資料紹介:うしろめたさの人類学

アフリカレポート

No.56

PDF版ダウンロードページ:http://hdl.handle.net/2344/00050154

資料紹介:松村 圭一郎 著『うしろめたさの人類学』

■ 資料紹介:松村 圭一郎 著『うしろめたさの人類学』
■ 岸 真由美
■ 『アフリカレポート』2018年 No.56、p.19
(画像をクリックするとPDFをダウンロードします)

世のなかに何かしらの違和感を覚えたり、窮屈さや無力感を感じたりすることはないだろうか。本書はそうした違和感や窮屈さに向き合う手がかりを構築人類学の観点から示す。

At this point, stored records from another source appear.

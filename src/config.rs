//! Mapper configuration
//!
//! Resolution order, highest first:
//! 1. Command-line flags (applied by the binary)
//! 2. Environment variables
//! 3. YAML config file
//! 4. Compiled defaults
//!
//! Relative paths are resolved against `data_dir`.

use crate::source::{CreditClientOptions, RetryPolicy};
use serde::{Deserialize, Serialize};
use std::path::{Path, PathBuf};
use std::time::Duration;
use thiserror::Error;

pub const ENV_READ_ONLY: &str = "MERIDIAN_READ_ONLY";
pub const ENV_DATA_DIR: &str = "MERIDIAN_DATA_DIR";
pub const ENV_CREDITS_TOKEN: &str = "DISCOGS_TOKEN";
/// Set by the hosting platform whose filesystem is read-only
pub const ENV_HOSTED: &str = "VERCEL";

#[derive(Debug, Error)]
pub enum ConfigError {
    #[error("IO error: {0}")]
    Io(#[from] std::io::Error),

    #[error("YAML error: {0}")]
    Yaml(#[from] serde_yaml::Error),

    #[error("Invalid configuration: {0}")]
    Invalid(String),
}

#[derive(Debug, Clone, PartialEq, Serialize, Deserialize)]
#[serde(default)]
pub struct CatalogSettings {
    pub base_url: String,
    pub attempts: u32,
    pub retry_delay_ms: u64,
    pub quota_backoff_ms: u64,
}

impl Default for CatalogSettings {
    fn default() -> Self {
        Self {
            base_url: "https://api.deezer.com".to_string(),
            attempts: 3,
            retry_delay_ms: 1500,
            quota_backoff_ms: 2000,
        }
    }
}

impl CatalogSettings {
    pub fn policy(&self) -> RetryPolicy {
        RetryPolicy::new(self.attempts, Duration::from_millis(self.retry_delay_ms))
            .with_quota_backoff(Duration::from_millis(self.quota_backoff_ms))
    }
}

#[derive(Debug, Clone, PartialEq, Serialize, Deserialize)]
#[serde(default)]
pub struct CreditSettings {
    pub base_url: String,
    pub token: Option<String>,
    pub attempts: u32,
    pub retry_delay_ms: u64,
    pub default_retry_after_secs: u64,
    pub pacing_ms: u64,
    pub user_agent: String,
}

impl Default for CreditSettings {
    fn default() -> Self {
        let defaults = CreditClientOptions::default();
        Self {
            base_url: defaults.base_url,
            token: None,
            attempts: 2,
            retry_delay_ms: 2000,
            default_retry_after_secs: 3,
            pacing_ms: 1200,
            user_agent: defaults.user_agent,
        }
    }
}

impl CreditSettings {
    pub fn options(&self) -> CreditClientOptions {
        CreditClientOptions {
            base_url: self.base_url.clone(),
            token: self.token.clone(),
            user_agent: self.user_agent.clone(),
            policy: RetryPolicy::new(self.attempts, Duration::from_millis(self.retry_delay_ms)),
            default_retry_after: Duration::from_secs(self.default_retry_after_secs),
            pacing: Duration::from_millis(self.pacing_ms),
        }
    }
}

#[derive(Debug, Clone, PartialEq, Serialize, Deserialize)]
#[serde(default)]
pub struct WebSettings {
    pub search_url: String,
    pub attempts: u32,
    pub retry_delay_ms: u64,
    pub user_agent: String,
}

impl Default for WebSettings {
    fn default() -> Self {
        Self {
            search_url: "https://www.google.com/search".to_string(),
            attempts: 2,
            retry_delay_ms: 1500,
            user_agent: "Mozilla/5.0 (X11; Linux x86_64) AppleWebKit/537.36 (KHTML, like Gecko)"
                .to_string(),
        }
    }
}

impl WebSettings {
    pub fn policy(&self) -> RetryPolicy {
        RetryPolicy::new(self.attempts, Duration::from_millis(self.retry_delay_ms))
    }
}

/// Per-axis tuning
#[derive(Debug, Clone, PartialEq, Serialize, Deserialize)]
#[serde(default)]
pub struct AxisSettings {
    pub tempo_window: f64,
    pub tempo_limit: usize,
    pub era_window: i32,
    pub era_weight: f64,
    pub related_limit: usize,
    pub related_weight: f64,
    pub album_limit: usize,
    pub track_limit: usize,
    pub album_pacing_ms: u64,
    pub member_limit: usize,
    pub member_group_limit: usize,
    pub solo_group_limit: usize,
    pub peer_weight: f64,
}

impl Default for AxisSettings {
    fn default() -> Self {
        Self {
            tempo_window: 5.0,
            tempo_limit: 20,
            era_window: 2,
            era_weight: 0.6,
            related_limit: 10,
            related_weight: 0.7,
            album_limit: 20,
            track_limit: 50,
            album_pacing_ms: 250,
            member_limit: 10,
            member_group_limit: 6,
            solo_group_limit: 8,
            peer_weight: 0.5,
        }
    }
}

impl AxisSettings {
    pub fn album_pacing(&self) -> Duration {
        Duration::from_millis(self.album_pacing_ms)
    }
}

#[derive(Debug, Clone, PartialEq, Serialize, Deserialize)]
#[serde(default)]
pub struct MapperConfig {
    /// Base directory for every relative path below
    pub data_dir: PathBuf,
    pub graph_file: PathBuf,
    pub tempo_dataset: PathBuf,
    /// Extra JSON arrays of `{artist}` records consulted by gap analysis
    pub reference_datasets: Vec<PathBuf>,
    pub fixtures_file: PathBuf,
    /// Never write the graph back (hosted deployments)
    pub read_only: bool,
    pub catalog: CatalogSettings,
    pub credits: CreditSettings,
    pub web: WebSettings,
    pub axes: AxisSettings,
}

impl Default for MapperConfig {
    fn default() -> Self {
        Self {
            data_dir: default_data_dir(),
            graph_file: PathBuf::from("graph.json"),
            tempo_dataset: PathBuf::from("tracks.json"),
            reference_datasets: vec![PathBuf::from("library.json")],
            fixtures_file: PathBuf::from("fixtures.yaml"),
            read_only: false,
            catalog: CatalogSettings::default(),
            credits: CreditSettings::default(),
            web: WebSettings::default(),
            axes: AxisSettings::default(),
        }
    }
}

/// Default data directory (~/.local/share/meridian on Linux)
pub fn default_data_dir() -> PathBuf {
    let data_dir = dirs::data_dir()
        .unwrap_or_else(|| dirs::home_dir().unwrap_or_default().join(".local/share"));
    data_dir.join("meridian")
}

/// Truthy unless empty, `0` or `false`
fn flag_set(value: &str) -> bool {
    let value = value.trim();
    !value.is_empty() && value != "0" && !value.eq_ignore_ascii_case("false")
}

impl MapperConfig {
    pub fn from_yaml(yaml: &str) -> Result<Self, ConfigError> {
        let config: Self = serde_yaml::from_str(yaml)?;
        config.validate()?;
        Ok(config)
    }

    /// Load a YAML file. A missing file gives the defaults.
    pub fn load(path: impl AsRef<Path>) -> Result<Self, ConfigError> {
        let path = path.as_ref();
        if !path.exists() {
            return Ok(Self::default());
        }
        Self::from_yaml(&std::fs::read_to_string(path)?)
    }

    /// Apply overrides from the process environment.
    pub fn apply_env(&mut self) {
        self.apply_env_with(|key| std::env::var(key).ok());
    }

    /// Apply overrides from any variable lookup.
    pub fn apply_env_with(&mut self, lookup: impl Fn(&str) -> Option<String>) {
        if let Some(dir) = lookup(ENV_DATA_DIR).filter(|d| !d.trim().is_empty()) {
            self.data_dir = PathBuf::from(dir);
        }
        if lookup(ENV_READ_ONLY).is_some_and(|v| flag_set(&v))
            || lookup(ENV_HOSTED).is_some_and(|v| flag_set(&v))
        {
            self.read_only = true;
        }
        if let Some(token) = lookup(ENV_CREDITS_TOKEN).filter(|t| !t.trim().is_empty()) {
            self.credits.token = Some(token);
        }
    }

    pub fn validate(&self) -> Result<(), ConfigError> {
        let axes = &self.axes;
        if axes.tempo_window < 0.0 {
            return Err(ConfigError::Invalid("axes.tempo_window must be >= 0".into()));
        }
        if axes.era_window < 0 {
            return Err(ConfigError::Invalid("axes.era_window must be >= 0".into()));
        }
        for (name, weight) in [
            ("axes.related_weight", axes.related_weight),
            ("axes.era_weight", axes.era_weight),
            ("axes.peer_weight", axes.peer_weight),
        ] {
            if !(0.0..=1.0).contains(&weight) {
                return Err(ConfigError::Invalid(format!("{} must be within [0, 1]", name)));
            }
        }
        Ok(())
    }

    /// Resolve a configured path against `data_dir`.
    pub fn resolve(&self, path: &Path) -> PathBuf {
        if path.is_absolute() {
            path.to_path_buf()
        } else {
            self.data_dir.join(path)
        }
    }

    pub fn graph_path(&self) -> PathBuf {
        self.resolve(&self.graph_file)
    }

    pub fn tempo_dataset_path(&self) -> PathBuf {
        self.resolve(&self.tempo_dataset)
    }

    pub fn fixtures_path(&self) -> PathBuf {
        self.resolve(&self.fixtures_file)
    }

    pub fn reference_paths(&self) -> Vec<PathBuf> {
        self.reference_datasets.iter().map(|p| self.resolve(p)).collect()
    }
}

二十代に十カ月ほどエチオピアの村に住んだ著者は、生活のすべてが他人との関わりのなかにあって、なにをするにも物事はすんなり運ばず、怒ったり泣いたり喜怒哀楽に満ちた毎日を送った。しかし日本に戻った時、すべてがすんなり運び、憤りも戸惑いも感じないことに違和感を抱いた。日本の社会には「交換」のモードが浸透している。贈り物を渡す/受け取る「贈与」ではモノには相手への愛情や感謝など何らかの思いが込められるが、売買による商品の「交換」では売り手と買い手のあいだで商品に特別な思いを込めたりはしない。交換は人との関わりで生じる厄介ごとやストレスを回避するが、同時に感情も取り除く。それは私たちにとって大事な「共感」する力も抑圧してしまう。著者が調査地とするエチオピアには贈与の関係があふれている。人びとは物乞いに気前よく小銭を渡す。レストランで知人に会えば一緒に食べようと誘う。共感はモノを独占することへの「うしろめたさ」を喚起し、「相手にふるまう」ことを求める。

本書のタイトルにもある「うしろめたさ」は実は、世のなかの違和感や窮屈さを感じさせる普段は見えていないルールや制度が、当たり前で変わらないものではないことに気づく重要な手がかりになる。わたしたちの心と体は公平さを求めていて、他者とのあいだに偏りを感じるとバランスを回復しようとする。その時感じるのが「うしろめたさ」だ。共感が生まれやすい空間では「うしろめたさ」の感度も高まる。今まで見えていなかった不均衡に気が付けば、当然のものと考えていたルールや制度を見直し、自分ができることを考えるきっかけになる。

本書は自分が今いる社会を別の角度から見る視点を与えてくれる。著者の簡潔かつ平易でありながら内容にぐいぐい引き込む文体もすばらしい。ちなみに出版社のウェブサイトに本書に関連した著者の対談(全2回)が掲載されている。あわせて読むと本書をより深く理解できるのでお薦めしたい。